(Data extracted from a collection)

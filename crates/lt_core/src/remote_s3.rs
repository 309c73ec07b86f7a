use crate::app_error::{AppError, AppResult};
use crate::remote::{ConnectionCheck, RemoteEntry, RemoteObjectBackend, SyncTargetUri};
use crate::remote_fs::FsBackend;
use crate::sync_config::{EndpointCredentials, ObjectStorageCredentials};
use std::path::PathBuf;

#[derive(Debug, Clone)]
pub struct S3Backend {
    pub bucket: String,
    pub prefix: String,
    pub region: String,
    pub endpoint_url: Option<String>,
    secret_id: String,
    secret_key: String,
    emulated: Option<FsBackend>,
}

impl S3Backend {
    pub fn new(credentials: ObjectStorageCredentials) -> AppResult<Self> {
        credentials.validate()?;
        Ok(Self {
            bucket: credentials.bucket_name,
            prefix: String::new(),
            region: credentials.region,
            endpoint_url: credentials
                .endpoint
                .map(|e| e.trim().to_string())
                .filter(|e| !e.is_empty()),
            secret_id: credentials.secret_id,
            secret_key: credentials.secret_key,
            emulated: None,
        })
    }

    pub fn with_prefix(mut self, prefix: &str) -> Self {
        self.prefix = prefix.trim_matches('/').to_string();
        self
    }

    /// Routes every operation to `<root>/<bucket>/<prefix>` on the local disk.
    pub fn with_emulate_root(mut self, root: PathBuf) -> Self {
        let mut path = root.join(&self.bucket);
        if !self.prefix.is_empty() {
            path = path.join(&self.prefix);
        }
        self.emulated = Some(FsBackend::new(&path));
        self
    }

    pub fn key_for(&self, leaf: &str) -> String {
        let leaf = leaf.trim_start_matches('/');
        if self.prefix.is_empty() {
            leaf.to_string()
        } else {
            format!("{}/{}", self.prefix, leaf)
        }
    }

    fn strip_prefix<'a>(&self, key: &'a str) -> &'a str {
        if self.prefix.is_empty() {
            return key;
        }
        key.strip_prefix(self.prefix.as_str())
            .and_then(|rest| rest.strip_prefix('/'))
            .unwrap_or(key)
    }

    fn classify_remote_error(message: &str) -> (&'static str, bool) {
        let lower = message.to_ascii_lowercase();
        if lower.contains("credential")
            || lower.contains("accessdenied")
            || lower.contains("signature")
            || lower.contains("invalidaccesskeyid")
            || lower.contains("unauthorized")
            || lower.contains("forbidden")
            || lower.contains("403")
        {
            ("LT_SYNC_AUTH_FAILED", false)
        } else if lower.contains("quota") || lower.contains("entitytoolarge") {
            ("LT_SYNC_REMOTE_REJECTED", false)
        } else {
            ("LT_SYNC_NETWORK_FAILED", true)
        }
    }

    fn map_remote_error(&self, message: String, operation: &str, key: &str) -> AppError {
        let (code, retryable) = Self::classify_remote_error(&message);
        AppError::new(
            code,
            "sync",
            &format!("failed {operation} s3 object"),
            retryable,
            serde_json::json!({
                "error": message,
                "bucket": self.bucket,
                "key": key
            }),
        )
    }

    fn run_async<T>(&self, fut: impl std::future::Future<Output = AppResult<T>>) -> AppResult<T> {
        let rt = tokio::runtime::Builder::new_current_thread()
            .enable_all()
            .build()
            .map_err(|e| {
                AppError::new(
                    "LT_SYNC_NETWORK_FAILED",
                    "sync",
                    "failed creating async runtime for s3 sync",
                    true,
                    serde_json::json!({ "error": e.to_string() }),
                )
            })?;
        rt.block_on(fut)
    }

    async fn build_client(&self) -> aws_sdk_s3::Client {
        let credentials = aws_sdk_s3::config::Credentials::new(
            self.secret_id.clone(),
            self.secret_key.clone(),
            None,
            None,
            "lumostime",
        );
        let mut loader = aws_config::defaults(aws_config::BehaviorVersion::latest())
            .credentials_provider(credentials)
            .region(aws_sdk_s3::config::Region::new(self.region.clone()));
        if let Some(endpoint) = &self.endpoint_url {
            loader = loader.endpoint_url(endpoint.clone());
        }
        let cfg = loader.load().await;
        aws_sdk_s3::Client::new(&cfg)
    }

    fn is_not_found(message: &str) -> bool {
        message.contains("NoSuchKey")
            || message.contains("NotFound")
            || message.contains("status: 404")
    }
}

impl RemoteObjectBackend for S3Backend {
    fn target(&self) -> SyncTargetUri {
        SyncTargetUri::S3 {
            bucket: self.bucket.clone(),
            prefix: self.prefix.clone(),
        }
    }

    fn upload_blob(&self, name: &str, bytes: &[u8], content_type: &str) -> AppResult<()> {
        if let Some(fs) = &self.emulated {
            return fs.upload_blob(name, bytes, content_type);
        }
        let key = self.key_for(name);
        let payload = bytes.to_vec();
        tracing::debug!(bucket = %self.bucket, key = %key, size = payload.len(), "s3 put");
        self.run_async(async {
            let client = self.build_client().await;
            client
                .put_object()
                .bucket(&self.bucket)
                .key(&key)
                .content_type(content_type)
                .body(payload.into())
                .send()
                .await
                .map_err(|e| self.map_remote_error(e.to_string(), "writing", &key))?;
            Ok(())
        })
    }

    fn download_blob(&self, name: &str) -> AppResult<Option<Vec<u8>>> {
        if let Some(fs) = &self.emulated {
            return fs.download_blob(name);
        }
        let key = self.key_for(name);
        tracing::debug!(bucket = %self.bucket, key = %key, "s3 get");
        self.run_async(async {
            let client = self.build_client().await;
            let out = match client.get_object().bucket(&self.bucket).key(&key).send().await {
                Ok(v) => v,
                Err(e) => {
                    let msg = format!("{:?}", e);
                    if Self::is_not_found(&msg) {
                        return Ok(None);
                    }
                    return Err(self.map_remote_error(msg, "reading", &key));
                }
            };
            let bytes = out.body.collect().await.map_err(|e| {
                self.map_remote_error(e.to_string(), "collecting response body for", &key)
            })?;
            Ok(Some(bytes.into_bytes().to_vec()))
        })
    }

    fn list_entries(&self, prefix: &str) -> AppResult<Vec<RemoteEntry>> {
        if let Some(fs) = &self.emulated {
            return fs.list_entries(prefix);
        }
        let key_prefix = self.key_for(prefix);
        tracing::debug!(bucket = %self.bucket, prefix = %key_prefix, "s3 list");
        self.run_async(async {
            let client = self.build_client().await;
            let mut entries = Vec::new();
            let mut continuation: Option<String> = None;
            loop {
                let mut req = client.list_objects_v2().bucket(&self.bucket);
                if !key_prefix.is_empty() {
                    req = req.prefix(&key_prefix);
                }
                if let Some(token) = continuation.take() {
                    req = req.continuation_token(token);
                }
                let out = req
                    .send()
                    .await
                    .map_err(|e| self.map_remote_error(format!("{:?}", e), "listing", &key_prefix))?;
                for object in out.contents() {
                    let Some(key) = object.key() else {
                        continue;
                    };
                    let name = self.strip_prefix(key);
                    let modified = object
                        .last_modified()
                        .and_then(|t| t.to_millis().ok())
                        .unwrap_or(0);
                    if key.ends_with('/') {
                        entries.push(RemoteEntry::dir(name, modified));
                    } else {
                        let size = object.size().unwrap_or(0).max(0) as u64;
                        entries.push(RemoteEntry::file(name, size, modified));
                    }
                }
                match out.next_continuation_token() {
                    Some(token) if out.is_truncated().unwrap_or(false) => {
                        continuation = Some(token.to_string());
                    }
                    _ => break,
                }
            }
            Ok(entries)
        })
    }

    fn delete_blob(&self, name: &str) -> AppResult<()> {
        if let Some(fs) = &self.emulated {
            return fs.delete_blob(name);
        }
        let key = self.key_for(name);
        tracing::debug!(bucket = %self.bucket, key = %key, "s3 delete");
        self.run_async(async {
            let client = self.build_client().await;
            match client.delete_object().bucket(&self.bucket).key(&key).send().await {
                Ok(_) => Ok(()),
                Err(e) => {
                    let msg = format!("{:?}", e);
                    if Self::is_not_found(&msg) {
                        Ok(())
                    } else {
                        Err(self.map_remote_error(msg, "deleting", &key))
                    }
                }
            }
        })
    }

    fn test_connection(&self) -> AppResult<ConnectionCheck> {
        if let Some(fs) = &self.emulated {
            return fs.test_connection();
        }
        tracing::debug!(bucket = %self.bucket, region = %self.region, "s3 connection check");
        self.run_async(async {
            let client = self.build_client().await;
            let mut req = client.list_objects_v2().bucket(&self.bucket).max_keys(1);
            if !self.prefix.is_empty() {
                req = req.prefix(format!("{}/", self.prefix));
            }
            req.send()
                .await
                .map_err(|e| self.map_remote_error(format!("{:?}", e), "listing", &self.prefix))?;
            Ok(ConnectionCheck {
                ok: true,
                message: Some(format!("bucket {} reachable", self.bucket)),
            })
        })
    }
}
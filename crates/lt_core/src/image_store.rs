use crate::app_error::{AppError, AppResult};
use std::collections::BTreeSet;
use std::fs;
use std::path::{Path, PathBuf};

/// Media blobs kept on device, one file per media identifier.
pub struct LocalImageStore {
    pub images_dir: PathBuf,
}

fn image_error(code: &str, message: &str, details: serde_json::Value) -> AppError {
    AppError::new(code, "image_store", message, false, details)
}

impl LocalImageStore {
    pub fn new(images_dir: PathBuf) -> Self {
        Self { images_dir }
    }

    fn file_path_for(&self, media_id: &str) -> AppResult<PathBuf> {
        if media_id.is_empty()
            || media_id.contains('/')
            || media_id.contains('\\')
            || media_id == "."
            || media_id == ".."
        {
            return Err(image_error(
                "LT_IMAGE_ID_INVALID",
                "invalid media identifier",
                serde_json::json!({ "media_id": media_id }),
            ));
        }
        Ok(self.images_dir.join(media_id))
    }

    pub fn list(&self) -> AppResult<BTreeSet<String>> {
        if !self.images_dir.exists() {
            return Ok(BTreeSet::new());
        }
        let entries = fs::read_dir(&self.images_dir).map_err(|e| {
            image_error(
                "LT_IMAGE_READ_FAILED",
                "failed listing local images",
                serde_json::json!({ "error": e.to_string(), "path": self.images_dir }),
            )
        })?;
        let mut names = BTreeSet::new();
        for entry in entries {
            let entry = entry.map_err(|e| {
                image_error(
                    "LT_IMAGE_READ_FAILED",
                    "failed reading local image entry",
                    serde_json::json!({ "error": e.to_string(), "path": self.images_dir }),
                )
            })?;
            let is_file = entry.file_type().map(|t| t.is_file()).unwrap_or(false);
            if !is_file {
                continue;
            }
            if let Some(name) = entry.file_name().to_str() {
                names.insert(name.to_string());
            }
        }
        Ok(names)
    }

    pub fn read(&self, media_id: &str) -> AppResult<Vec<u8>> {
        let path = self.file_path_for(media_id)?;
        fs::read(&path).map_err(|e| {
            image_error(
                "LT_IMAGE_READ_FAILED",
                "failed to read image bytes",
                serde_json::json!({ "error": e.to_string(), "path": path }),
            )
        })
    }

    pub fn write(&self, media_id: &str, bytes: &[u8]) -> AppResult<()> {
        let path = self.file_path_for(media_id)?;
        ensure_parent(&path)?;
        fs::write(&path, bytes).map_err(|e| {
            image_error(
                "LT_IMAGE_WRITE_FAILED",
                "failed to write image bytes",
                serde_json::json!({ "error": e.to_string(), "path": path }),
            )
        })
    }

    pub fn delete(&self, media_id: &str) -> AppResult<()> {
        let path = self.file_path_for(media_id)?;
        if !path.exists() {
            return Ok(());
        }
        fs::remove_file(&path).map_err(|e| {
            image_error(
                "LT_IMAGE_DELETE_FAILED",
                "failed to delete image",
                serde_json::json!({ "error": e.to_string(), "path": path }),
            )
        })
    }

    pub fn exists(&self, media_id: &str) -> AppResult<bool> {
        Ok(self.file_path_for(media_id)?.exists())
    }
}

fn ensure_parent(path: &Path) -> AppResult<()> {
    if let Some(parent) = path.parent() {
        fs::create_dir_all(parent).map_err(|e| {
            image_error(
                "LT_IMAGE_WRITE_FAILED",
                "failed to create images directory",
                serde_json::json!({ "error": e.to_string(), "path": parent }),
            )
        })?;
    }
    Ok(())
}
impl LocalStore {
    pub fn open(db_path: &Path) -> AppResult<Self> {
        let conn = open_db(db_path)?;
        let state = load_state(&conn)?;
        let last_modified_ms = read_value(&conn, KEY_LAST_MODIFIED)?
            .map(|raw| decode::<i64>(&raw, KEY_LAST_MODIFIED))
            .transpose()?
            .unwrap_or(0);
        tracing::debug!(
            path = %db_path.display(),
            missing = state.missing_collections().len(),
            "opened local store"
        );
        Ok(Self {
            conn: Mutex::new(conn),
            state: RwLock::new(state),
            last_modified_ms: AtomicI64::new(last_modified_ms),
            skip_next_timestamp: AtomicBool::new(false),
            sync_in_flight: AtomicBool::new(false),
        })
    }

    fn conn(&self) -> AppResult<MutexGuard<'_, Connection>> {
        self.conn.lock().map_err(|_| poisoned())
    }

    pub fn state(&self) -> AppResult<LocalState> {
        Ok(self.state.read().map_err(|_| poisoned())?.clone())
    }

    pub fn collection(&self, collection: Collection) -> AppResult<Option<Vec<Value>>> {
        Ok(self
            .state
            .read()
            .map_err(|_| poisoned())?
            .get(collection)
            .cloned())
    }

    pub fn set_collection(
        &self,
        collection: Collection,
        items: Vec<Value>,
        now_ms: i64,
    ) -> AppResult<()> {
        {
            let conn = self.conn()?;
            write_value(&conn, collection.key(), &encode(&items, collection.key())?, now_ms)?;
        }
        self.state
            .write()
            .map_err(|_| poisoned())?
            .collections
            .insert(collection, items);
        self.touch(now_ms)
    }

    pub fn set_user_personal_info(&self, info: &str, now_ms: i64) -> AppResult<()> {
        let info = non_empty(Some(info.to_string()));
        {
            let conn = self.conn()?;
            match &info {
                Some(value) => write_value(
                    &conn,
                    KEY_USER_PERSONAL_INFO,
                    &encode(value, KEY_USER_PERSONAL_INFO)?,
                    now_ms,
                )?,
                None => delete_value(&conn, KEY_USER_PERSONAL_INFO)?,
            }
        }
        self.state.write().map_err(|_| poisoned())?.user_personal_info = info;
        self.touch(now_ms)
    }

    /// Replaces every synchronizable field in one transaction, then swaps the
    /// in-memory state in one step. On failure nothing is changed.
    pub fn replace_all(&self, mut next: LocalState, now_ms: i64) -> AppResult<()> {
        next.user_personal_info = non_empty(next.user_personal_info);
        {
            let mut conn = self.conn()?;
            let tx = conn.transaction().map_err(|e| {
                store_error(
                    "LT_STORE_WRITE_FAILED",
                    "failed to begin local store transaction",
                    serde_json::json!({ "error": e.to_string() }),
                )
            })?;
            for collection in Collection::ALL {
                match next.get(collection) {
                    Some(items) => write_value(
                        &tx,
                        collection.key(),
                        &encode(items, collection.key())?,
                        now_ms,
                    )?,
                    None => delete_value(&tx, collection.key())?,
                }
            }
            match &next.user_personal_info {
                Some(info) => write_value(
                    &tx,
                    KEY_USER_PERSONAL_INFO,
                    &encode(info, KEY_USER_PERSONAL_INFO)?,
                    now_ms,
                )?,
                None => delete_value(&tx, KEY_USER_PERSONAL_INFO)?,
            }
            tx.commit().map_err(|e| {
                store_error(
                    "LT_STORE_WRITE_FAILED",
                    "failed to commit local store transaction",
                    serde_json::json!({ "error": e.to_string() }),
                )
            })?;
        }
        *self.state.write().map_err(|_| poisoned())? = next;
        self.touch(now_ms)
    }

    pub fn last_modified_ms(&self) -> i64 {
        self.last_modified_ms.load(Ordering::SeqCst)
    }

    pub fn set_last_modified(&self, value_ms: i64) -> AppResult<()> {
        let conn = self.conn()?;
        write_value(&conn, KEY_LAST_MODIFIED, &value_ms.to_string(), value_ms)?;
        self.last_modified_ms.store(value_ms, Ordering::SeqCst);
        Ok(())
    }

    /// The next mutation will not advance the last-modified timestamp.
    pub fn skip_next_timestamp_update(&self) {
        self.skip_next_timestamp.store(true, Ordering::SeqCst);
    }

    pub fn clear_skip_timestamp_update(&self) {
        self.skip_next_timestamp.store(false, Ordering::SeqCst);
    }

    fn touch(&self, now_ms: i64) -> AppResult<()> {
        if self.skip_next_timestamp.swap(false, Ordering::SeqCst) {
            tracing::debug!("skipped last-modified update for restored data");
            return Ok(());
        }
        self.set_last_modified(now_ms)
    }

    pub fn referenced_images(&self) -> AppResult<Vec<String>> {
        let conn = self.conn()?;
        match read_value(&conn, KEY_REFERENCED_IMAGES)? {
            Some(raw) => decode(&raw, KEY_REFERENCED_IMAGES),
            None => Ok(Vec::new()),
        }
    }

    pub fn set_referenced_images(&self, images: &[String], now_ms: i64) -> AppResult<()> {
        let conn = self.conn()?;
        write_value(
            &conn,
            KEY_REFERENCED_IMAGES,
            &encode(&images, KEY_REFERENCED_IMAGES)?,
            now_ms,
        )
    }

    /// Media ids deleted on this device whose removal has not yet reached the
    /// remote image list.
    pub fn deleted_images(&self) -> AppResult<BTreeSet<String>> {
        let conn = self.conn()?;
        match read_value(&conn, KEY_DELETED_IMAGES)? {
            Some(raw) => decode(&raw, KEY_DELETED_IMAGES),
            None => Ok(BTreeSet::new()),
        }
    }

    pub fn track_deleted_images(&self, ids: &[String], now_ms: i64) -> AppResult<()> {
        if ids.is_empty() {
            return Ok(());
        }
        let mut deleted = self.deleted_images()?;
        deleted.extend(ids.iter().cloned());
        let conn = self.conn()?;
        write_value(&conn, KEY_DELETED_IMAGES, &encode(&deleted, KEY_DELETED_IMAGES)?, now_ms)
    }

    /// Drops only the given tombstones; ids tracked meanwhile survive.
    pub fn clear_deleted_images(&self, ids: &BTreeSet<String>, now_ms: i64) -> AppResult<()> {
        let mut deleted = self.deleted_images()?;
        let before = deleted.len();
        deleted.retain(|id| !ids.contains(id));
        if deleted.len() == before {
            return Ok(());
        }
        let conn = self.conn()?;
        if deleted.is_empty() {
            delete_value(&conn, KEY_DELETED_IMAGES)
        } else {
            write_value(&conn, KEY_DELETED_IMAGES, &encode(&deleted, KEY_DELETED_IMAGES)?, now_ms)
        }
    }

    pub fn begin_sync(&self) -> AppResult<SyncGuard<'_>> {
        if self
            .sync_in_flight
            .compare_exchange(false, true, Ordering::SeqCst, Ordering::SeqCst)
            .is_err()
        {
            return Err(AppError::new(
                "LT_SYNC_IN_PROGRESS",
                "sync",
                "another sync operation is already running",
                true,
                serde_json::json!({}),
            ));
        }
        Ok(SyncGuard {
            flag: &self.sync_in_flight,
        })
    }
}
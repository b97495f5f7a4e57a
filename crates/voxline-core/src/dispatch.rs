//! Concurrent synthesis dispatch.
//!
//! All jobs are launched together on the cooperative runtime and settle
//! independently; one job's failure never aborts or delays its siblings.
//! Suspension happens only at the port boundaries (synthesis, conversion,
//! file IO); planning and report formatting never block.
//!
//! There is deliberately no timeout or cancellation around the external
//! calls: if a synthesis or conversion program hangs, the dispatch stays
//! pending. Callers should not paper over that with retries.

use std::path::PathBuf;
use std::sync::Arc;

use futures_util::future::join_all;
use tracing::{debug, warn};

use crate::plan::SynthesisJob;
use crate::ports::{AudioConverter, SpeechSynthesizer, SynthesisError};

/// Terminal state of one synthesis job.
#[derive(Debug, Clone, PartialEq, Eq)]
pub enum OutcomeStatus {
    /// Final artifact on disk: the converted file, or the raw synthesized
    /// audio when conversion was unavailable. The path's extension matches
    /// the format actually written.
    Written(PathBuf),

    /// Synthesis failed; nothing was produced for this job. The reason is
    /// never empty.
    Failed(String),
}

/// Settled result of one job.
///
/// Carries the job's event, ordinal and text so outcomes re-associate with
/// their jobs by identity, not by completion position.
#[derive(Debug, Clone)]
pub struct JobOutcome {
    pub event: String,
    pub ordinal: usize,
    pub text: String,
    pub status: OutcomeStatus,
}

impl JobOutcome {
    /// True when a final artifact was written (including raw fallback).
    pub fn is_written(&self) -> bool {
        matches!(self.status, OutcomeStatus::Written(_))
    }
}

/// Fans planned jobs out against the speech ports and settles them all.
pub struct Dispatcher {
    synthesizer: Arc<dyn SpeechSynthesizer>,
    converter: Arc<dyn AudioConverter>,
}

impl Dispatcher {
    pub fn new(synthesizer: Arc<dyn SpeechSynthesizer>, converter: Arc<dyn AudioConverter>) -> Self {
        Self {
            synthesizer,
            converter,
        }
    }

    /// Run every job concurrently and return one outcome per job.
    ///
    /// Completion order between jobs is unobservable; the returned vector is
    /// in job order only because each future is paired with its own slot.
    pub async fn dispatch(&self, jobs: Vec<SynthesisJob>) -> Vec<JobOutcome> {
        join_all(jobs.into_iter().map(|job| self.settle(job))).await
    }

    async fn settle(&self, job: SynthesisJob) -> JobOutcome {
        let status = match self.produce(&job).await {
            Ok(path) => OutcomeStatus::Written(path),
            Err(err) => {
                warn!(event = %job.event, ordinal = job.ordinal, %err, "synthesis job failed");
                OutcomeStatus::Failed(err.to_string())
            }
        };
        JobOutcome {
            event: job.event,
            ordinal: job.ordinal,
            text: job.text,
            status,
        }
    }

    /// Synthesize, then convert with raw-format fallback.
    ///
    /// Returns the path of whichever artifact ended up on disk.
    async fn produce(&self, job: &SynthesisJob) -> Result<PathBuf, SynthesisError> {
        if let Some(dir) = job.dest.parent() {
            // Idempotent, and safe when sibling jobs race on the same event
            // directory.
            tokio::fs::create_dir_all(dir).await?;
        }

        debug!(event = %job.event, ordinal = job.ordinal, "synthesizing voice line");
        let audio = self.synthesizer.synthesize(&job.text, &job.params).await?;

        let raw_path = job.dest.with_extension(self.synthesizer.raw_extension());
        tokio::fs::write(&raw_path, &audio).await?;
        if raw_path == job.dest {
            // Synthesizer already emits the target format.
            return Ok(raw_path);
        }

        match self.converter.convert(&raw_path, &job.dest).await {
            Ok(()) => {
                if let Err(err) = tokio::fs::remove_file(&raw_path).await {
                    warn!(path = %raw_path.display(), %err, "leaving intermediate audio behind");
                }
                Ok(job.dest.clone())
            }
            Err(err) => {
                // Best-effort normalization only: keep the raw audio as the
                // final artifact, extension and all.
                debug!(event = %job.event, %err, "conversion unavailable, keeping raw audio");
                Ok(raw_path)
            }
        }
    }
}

### [Task item]
Which of the lines above carry the string "retryable"? Copy every one.

### [Solution to the exercise]
        let (code, retryable) = Self::classify_remote_error(&message);
            retryable,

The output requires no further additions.